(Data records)

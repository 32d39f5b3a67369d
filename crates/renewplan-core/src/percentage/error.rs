use std::fmt;

use thiserror::Error;

use crate::api::ApiError;
use crate::models::Level;

use super::editor::SavedItem;
use super::TARGET_TOTAL;

/// A local edit that cannot be applied.
#[derive(Error, Debug, Clone, PartialEq, Eq)]
pub enum EditError {
    #[error("Percentage cannot be negative: {0}")]
    NegativePercentage(i32),

    #[error("No {level} value named '{value}'")]
    UnknownValue { level: Level, value: String },

    #[error("No {0} values are loaded for the current selection")]
    LevelNotLoaded(Level),
}

/// One sibling set whose total is not 100.
#[derive(Debug, Clone, PartialEq, Eq)]
pub struct Imbalance {
    pub level: Level,
    pub scope: String,
    pub total: u64,
}

impl Imbalance {
    /// Signed distance from the target: negative when short.
    pub fn difference(&self) -> i64 {
        i64::try_from(self.total).unwrap_or(i64::MAX) - i64::from(TARGET_TOTAL)
    }
}

impl fmt::Display for Imbalance {
    fn fmt(&self, f: &mut fmt::Formatter<'_>) -> fmt::Result {
        let diff = self.difference();
        let direction = if diff < 0 { "short" } else { "over" };
        write!(
            f,
            "{} total is {}%, must equal {}% ({}% {}) for {}",
            self.level,
            self.total,
            TARGET_TOTAL,
            diff.abs(),
            direction,
            self.scope
        )
    }
}

/// Save blocked before any request was sent.
#[derive(Debug, Clone, PartialEq, Eq)]
pub struct ValidationError {
    pub imbalances: Vec<Imbalance>,
}

impl fmt::Display for ValidationError {
    fn fmt(&self, f: &mut fmt::Formatter<'_>) -> fmt::Result {
        let messages: Vec<String> = self.imbalances.iter().map(|i| i.to_string()).collect();
        f.write_str(&messages.join("; "))
    }
}

impl std::error::Error for ValidationError {}

#[derive(Error, Debug)]
pub enum CommitError {
    #[error("Cannot save: {0}")]
    Validation(#[from] ValidationError),

    /// Writes stopped at `value`. Everything in `saved` already reached the
    /// server; nothing after `value` was attempted.
    #[error("Failed to save {level} '{value}' after {} successful updates: {source}", .saved.len())]
    PartialWrite {
        level: Level,
        value: String,
        saved: Vec<SavedItem>,
        #[source]
        source: ApiError,
    },

    /// All writes succeeded but the authoritative copy could not be re-read.
    #[error("Saved, but failed to reload {level} values: {source}")]
    Resync {
        level: Level,
        #[source]
        source: ApiError,
    },
}

impl CommitError {
    pub fn is_auth_failure(&self) -> bool {
        match self {
            CommitError::Validation(_) => false,
            CommitError::PartialWrite { source, .. } | CommitError::Resync { source, .. } => {
                source.is_auth_failure()
            }
        }
    }
}

#[cfg(test)]
mod tests {
    use super::*;

    #[test]
    fn test_imbalance_message_short() {
        let imbalance = Imbalance {
            level: Level::B2,
            scope: "B1 'Premium'".to_string(),
            total: 92,
        };
        assert_eq!(imbalance.difference(), -8);
        assert_eq!(
            imbalance.to_string(),
            "B2 total is 92%, must equal 100% (8% short) for B1 'Premium'"
        );
    }

    #[test]
    fn test_imbalance_message_over() {
        let imbalance = Imbalance {
            level: Level::B3,
            scope: "x".to_string(),
            total: 105,
        };
        assert!(imbalance.to_string().contains("(5% over)"));
    }

    #[test]
    fn test_validation_error_lists_every_set() {
        let error = ValidationError {
            imbalances: vec![
                Imbalance { level: Level::B2, scope: "a".to_string(), total: 90 },
                Imbalance { level: Level::B3, scope: "b".to_string(), total: 110 },
            ],
        };
        let message = error.to_string();
        assert!(message.contains("B2 total is 90%"));
        assert!(message.contains("B3 total is 110%"));
    }
}
use serde::{Deserialize, Serialize};
use tracing::debug;

use crate::models::{CategoryItem, Level};

use super::balance::{even_split, proportional_split};
use super::error::EditError;
use super::TARGET_TOTAL;

/// How an edit to one sibling affects the others.
#[derive(Debug, Clone, Copy, PartialEq, Eq, Default, Serialize, Deserialize)]
#[serde(rename_all = "lowercase")]
pub enum BalancingMode {
    /// Redistribute the rest of 100 over the other siblings on every edit.
    #[default]
    Auto,
    /// Only the edited value changes; the user balances by hand.
    Manual,
}

/// One sibling as held in a buffer, in whole percentage points.
#[derive(Debug, Clone, PartialEq, Eq)]
pub struct EditItem {
    pub value: String,
    pub percentage: u32,
    pub count: Option<u64>,
    pub total_count: Option<u64>,
}

impl From<CategoryItem> for EditItem {
    fn from(item: CategoryItem) -> Self {
        Self {
            value: item.value,
            percentage: item.percentage.max(0.0).round() as u32,
            count: item.count,
            total_count: item.total_count,
        }
    }
}

/// Local editable copy of one sibling set.
///
/// `synced` is the last copy confirmed by the server; `local` is what the
/// user is editing. The buffer is dirty from the first edit until it is
/// rolled back or replaced with fresh server data.
#[derive(Debug, Clone)]
pub struct EditBuffer {
    level: Level,
    mode: BalancingMode,
    synced: Vec<EditItem>,
    local: Vec<EditItem>,
    dirty: bool,
}

impl EditBuffer {
    pub fn new(level: Level, items: Vec<CategoryItem>, mode: BalancingMode) -> Self {
        let synced: Vec<EditItem> = items.into_iter().map(EditItem::from).collect();
        Self {
            level,
            mode,
            local: synced.clone(),
            synced,
            dirty: false,
        }
    }

    pub fn level(&self) -> Level {
        self.level
    }

    pub fn mode(&self) -> BalancingMode {
        self.mode
    }

    /// The items as currently edited.
    pub fn items(&self) -> &[EditItem] {
        &self.local
    }

    /// The last server-confirmed items.
    pub fn synced_items(&self) -> &[EditItem] {
        &self.synced
    }

    pub fn is_dirty(&self) -> bool {
        self.dirty
    }

    pub fn is_empty(&self) -> bool {
        self.local.is_empty()
    }

    /// Sum of the local percentages. Summed wide so no combination of
    /// `u32` items can wrap around to 100.
    pub fn total(&self) -> u64 {
        self.local.iter().map(|item| u64::from(item.percentage)).sum()
    }

    /// A set with items must sum to exactly 100. An empty set has nothing to save.
    pub fn is_balanced(&self) -> bool {
        self.local.is_empty() || self.total() == u64::from(TARGET_TOTAL)
    }

    pub fn percentage_of(&self, value: &str) -> Option<u32> {
        self.local
            .iter()
            .find(|item| item.value == value)
            .map(|item| item.percentage)
    }

    /// Whether `value` differs locally from the server copy.
    pub fn is_changed(&self, value: &str) -> bool {
        let synced = self.synced.iter().find(|item| item.value == value);
        match (synced, self.percentage_of(value)) {
            (Some(synced), Some(local)) => synced.percentage != local,
            _ => false,
        }
    }

    /// Set `value` to `percentage`, rebalancing the other siblings in `Auto` mode.
    ///
    /// Values above 100 are accepted so the imbalance is visible before saving;
    /// in that case there is nothing left to give the other siblings and they
    /// are left as they are.
    pub fn update_percentage(&mut self, value: &str, percentage: i32) -> Result<(), EditError> {
        if percentage < 0 {
            return Err(EditError::NegativePercentage(percentage));
        }
        let percentage = percentage as u32;

        let target = self
            .local
            .iter()
            .position(|item| item.value == value)
            .ok_or_else(|| EditError::UnknownValue {
                level: self.level,
                value: value.to_string(),
            })?;

        self.local[target].percentage = percentage;

        if self.mode == BalancingMode::Auto && percentage <= TARGET_TOTAL {
            self.rebalance_others(target, TARGET_TOTAL - percentage);
        }

        self.dirty = true;
        debug!(level = %self.level, value = value, percentage = percentage, total = self.total(), "Updated local percentage");
        Ok(())
    }

    fn rebalance_others(&mut self, target: usize, remainder: u32) {
        let others: Vec<u32> = self
            .local
            .iter()
            .enumerate()
            .filter(|(i, _)| *i != target)
            .map(|(_, item)| item.percentage)
            .collect();
        if others.is_empty() {
            return;
        }

        let mut shares = proportional_split(remainder, &others).into_iter();
        for (i, item) in self.local.iter_mut().enumerate() {
            if i == target {
                continue;
            }
            if let Some(share) = shares.next() {
                item.percentage = share;
            }
        }
    }

    /// Reset every item to an even split of 100.
    pub fn distribute_evenly(&mut self) {
        let split = even_split(TARGET_TOTAL, self.local.len());
        for (item, share) in self.local.iter_mut().zip(split) {
            item.percentage = share;
        }
        self.dirty = true;
    }

    /// Discard local edits.
    pub fn rollback(&mut self) {
        self.local = self.synced.clone();
        self.dirty = false;
    }

    /// Replace both copies with fresh server data.
    pub fn replace(&mut self, items: Vec<CategoryItem>) {
        self.synced = items.into_iter().map(EditItem::from).collect();
        self.local = self.synced.clone();
        self.dirty = false;
    }
}
//! Application configuration management.
//!
//! This module handles loading and saving the application configuration,
//! which includes the API base URL, the percentage balancing mode, and the
//! last used username.
//!
//! Configuration is stored at `~/.config/renewplan/config.json`. The
//! `RENEWPLAN_API_URL` environment variable overrides the stored base URL.

use std::path::{Path, PathBuf};

use anyhow::{Context, Result};
use serde::{Deserialize, Serialize};

use crate::api::DEFAULT_API_BASE_URL;
use crate::percentage::BalancingMode;

/// Application name used for config/cache directory paths
const APP_NAME: &str = "renewplan";

/// Config file name
const CONFIG_FILE: &str = "config.json";

/// Environment variable overriding the API base URL
pub const API_URL_ENV: &str = "RENEWPLAN_API_URL";

#[derive(Debug, Clone, Serialize, Deserialize, Default)]
pub struct Config {
    #[serde(default)]
    pub api_base_url: Option<String>,
    #[serde(default)]
    pub balancing_mode: BalancingMode,
    #[serde(default)]
    pub last_username: Option<String>,
}

impl Config {
    pub fn load() -> Result<Self> {
        Self::load_from(&Self::config_path()?)
    }

    pub fn load_from(path: &Path) -> Result<Self> {
        if !path.exists() {
            return Ok(Self::default());
        }
        let contents = std::fs::read_to_string(path)
            .with_context(|| format!("Failed to read config file {}", path.display()))?;
        serde_json::from_str(&contents)
            .with_context(|| format!("Failed to parse config file {}", path.display()))
    }

    pub fn save(&self) -> Result<()> {
        self.save_to(&Self::config_path()?)
    }

    pub fn save_to(&self, path: &Path) -> Result<()> {
        if let Some(parent) = path.parent() {
            std::fs::create_dir_all(parent)?;
        }
        let contents = serde_json::to_string_pretty(self)?;
        std::fs::write(path, contents)?;
        Ok(())
    }

    fn config_path() -> Result<PathBuf> {
        let config_dir = dirs::config_dir()
            .ok_or_else(|| anyhow::anyhow!("Could not find config directory"))?;
        Ok(config_dir.join(APP_NAME).join(CONFIG_FILE))
    }

    /// Directory holding the persisted session.
    pub fn cache_dir(&self) -> Result<PathBuf> {
        let cache_dir = dirs::cache_dir()
            .ok_or_else(|| anyhow::anyhow!("Could not find cache directory"))?;
        Ok(cache_dir.join(APP_NAME))
    }

    /// Base URL to use: environment, then config file, then the default.
    pub fn api_base_url(&self) -> String {
        std::env::var(API_URL_ENV)
            .ok()
            .filter(|url| !url.trim().is_empty())
            .or_else(|| self.api_base_url.clone())
            .unwrap_or_else(|| DEFAULT_API_BASE_URL.to_string())
    }
}

#[cfg(test)]
mod tests {
    use super::*;

    #[test]
    fn test_missing_file_gives_defaults() {
        let dir = tempfile::tempdir().expect("temp dir");
        let config = Config::load_from(&dir.path().join("config.json")).expect("load config");
        assert_eq!(config.balancing_mode, BalancingMode::Auto);
        assert!(config.last_username.is_none());
    }

    #[test]
    fn test_round_trip_through_file() {
        let dir = tempfile::tempdir().expect("temp dir");
        let path = dir.path().join("nested").join("config.json");
        let config = Config {
            api_base_url: Some("http://localhost:5000/api".to_string()),
            balancing_mode: BalancingMode::Manual,
            last_username: Some("admin".to_string()),
        };
        config.save_to(&path).expect("save config");

        let loaded = Config::load_from(&path).expect("load config");
        assert_eq!(loaded.balancing_mode, BalancingMode::Manual);
        assert_eq!(loaded.last_username.as_deref(), Some("admin"));
    }

    #[test]
    fn test_partial_file_fills_defaults() {
        let dir = tempfile::tempdir().expect("temp dir");
        let path = dir.path().join("config.json");
        std::fs::write(&path, r#"{"balancing_mode":"manual"}"#).expect("write config");
        let loaded = Config::load_from(&path).expect("load config");
        assert_eq!(loaded.balancing_mode, BalancingMode::Manual);
        assert!(loaded.api_base_url.is_none());
    }
}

§ **WORK TO BE COMPLETED**
In the entries above, tally the lines containing the word "imbalances" and return only the tally.

§ **RESULT BELOW**
3